┌─ Dataset

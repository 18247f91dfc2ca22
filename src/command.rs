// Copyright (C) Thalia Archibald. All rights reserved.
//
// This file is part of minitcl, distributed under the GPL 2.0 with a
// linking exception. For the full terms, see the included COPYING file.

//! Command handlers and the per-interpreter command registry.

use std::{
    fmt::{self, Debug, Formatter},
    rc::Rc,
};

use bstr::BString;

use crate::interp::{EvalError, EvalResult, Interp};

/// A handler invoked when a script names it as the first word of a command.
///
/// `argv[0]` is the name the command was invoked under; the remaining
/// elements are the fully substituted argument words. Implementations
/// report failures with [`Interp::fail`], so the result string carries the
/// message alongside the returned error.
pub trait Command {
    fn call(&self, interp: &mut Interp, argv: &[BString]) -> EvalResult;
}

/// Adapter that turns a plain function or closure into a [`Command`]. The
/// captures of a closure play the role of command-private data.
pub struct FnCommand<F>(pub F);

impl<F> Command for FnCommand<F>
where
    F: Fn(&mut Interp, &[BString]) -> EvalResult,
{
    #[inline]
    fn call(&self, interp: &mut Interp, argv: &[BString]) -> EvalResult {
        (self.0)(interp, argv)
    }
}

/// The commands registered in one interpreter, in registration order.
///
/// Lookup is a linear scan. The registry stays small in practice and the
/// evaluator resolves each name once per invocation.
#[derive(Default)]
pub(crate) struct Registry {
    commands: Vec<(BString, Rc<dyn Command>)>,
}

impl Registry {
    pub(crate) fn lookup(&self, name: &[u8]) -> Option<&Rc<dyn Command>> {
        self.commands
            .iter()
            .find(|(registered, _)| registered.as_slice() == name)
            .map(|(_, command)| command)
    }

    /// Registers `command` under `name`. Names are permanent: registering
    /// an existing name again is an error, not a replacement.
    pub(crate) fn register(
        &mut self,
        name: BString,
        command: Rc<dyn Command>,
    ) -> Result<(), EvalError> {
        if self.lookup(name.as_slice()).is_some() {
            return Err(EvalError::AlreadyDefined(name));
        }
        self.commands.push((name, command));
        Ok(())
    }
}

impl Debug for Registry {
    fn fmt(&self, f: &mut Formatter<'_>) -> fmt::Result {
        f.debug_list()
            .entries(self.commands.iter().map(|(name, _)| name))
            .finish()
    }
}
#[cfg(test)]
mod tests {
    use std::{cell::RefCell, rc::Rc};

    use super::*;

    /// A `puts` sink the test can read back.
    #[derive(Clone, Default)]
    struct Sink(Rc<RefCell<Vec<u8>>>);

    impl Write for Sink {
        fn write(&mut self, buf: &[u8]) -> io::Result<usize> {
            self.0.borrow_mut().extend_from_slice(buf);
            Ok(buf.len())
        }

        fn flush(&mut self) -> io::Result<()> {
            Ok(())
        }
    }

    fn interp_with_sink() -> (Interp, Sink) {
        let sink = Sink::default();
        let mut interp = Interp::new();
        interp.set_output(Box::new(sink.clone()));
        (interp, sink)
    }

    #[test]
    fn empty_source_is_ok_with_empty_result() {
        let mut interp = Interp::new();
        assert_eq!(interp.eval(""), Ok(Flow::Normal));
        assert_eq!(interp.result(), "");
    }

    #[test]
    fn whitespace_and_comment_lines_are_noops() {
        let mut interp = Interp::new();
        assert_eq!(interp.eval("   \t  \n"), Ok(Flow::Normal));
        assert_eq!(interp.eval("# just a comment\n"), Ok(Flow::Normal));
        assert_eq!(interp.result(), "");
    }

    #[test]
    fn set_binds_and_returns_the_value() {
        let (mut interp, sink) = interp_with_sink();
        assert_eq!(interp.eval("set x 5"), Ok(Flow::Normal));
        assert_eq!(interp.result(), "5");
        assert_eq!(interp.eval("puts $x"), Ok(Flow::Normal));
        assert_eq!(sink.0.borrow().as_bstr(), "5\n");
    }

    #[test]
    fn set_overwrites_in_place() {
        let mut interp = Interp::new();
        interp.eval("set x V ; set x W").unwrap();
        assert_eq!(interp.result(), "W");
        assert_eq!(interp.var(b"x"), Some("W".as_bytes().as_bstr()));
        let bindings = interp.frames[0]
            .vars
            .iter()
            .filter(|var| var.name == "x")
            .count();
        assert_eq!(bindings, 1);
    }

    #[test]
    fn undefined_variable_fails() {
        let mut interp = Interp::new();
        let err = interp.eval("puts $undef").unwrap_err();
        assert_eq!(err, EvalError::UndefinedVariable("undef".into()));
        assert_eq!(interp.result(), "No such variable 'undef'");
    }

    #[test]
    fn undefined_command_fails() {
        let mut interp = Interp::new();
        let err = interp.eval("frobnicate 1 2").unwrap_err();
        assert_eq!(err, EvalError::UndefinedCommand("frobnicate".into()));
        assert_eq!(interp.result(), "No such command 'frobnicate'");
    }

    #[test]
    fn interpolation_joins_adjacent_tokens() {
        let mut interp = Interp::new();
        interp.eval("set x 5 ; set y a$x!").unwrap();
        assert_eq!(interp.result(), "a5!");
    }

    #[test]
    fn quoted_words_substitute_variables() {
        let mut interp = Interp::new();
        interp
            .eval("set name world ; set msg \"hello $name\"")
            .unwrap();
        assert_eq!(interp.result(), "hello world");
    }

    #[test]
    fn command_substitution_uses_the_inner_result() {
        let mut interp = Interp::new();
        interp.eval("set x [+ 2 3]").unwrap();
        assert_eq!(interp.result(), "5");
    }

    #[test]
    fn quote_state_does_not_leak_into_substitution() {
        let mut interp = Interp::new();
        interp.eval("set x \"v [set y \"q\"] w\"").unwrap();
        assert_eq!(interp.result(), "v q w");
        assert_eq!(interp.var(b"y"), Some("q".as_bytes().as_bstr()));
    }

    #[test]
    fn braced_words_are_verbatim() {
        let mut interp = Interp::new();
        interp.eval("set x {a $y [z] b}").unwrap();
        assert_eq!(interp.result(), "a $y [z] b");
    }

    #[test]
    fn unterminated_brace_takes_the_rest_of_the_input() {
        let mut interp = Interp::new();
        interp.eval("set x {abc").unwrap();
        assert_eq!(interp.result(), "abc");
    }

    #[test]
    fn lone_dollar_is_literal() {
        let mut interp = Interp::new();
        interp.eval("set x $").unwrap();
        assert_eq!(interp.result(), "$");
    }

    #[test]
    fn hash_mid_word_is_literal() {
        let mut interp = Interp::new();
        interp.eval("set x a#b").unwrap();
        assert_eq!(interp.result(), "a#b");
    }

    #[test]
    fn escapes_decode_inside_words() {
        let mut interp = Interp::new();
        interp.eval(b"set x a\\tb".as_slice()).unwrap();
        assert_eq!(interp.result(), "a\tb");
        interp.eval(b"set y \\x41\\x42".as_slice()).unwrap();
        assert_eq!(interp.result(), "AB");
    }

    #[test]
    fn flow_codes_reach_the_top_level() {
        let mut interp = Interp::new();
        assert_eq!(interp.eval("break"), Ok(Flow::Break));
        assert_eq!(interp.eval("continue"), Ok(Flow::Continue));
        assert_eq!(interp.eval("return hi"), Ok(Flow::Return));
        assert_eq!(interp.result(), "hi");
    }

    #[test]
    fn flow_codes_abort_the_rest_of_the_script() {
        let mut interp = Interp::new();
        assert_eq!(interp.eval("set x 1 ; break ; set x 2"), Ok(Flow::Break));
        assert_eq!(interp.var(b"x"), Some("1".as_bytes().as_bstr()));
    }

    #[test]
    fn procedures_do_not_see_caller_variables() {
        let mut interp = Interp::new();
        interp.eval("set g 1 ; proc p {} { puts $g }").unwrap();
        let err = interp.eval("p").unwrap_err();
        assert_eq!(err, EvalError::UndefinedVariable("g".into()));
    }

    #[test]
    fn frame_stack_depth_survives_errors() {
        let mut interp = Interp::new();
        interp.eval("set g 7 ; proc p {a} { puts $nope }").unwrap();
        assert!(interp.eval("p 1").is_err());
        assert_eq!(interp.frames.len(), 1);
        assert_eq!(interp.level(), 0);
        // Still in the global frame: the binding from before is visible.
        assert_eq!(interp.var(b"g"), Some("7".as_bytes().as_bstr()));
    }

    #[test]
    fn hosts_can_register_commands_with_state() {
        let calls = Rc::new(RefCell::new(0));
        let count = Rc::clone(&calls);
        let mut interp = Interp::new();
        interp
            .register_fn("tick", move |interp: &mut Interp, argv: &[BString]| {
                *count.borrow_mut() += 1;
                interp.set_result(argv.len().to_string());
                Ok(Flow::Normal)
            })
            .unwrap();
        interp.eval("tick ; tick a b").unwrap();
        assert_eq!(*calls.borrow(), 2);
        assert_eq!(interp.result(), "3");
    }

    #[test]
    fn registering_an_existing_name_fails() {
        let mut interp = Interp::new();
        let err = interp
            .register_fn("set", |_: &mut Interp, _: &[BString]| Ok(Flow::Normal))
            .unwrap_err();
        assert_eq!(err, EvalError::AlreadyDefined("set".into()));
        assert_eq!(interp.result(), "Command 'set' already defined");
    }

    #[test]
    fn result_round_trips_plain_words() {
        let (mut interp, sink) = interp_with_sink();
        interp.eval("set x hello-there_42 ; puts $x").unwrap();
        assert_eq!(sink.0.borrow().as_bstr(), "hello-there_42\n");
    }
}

└─

Goal of the exercise:
In the data above, which lines lie between the line with "F: Fn(&mut Interp, &[BString])" and the line with "struct Sink(Rc<RefCell<Vec<u8>>>);", inclusive? Print those lines exactly and nothing else.

Answer space:
    F: Fn(&mut Interp, &[BString]) -> EvalResult,
{
    #[inline]
    fn call(&self, interp: &mut Interp, argv: &[BString]) -> EvalResult {
        (self.0)(interp, argv)
    }
}

/// The commands registered in one interpreter, in registration order.
///
/// Lookup is a linear scan. The registry stays small in practice and the
/// evaluator resolves each name once per invocation.
#[derive(Default)]
pub(crate) struct Registry {
    commands: Vec<(BString, Rc<dyn Command>)>,
}

impl Registry {
    pub(crate) fn lookup(&self, name: &[u8]) -> Option<&Rc<dyn Command>> {
        self.commands
            .iter()
            .find(|(registered, _)| registered.as_slice() == name)
            .map(|(_, command)| command)
    }

    /// Registers `command` under `name`. Names are permanent: registering
    /// an existing name again is an error, not a replacement.
    pub(crate) fn register(
        &mut self,
        name: BString,
        command: Rc<dyn Command>,
    ) -> Result<(), EvalError> {
        if self.lookup(name.as_slice()).is_some() {
            return Err(EvalError::AlreadyDefined(name));
        }
        self.commands.push((name, command));
        Ok(())
    }
}

impl Debug for Registry {
    fn fmt(&self, f: &mut Formatter<'_>) -> fmt::Result {
        f.debug_list()
            .entries(self.commands.iter().map(|(name, _)| name))
            .finish()
    }
}
#[cfg(test)]
mod tests {
    use std::{cell::RefCell, rc::Rc};

    use super::*;

    /// A `puts` sink the test can read back.
    #[derive(Clone, Default)]
    struct Sink(Rc<RefCell<Vec<u8>>>);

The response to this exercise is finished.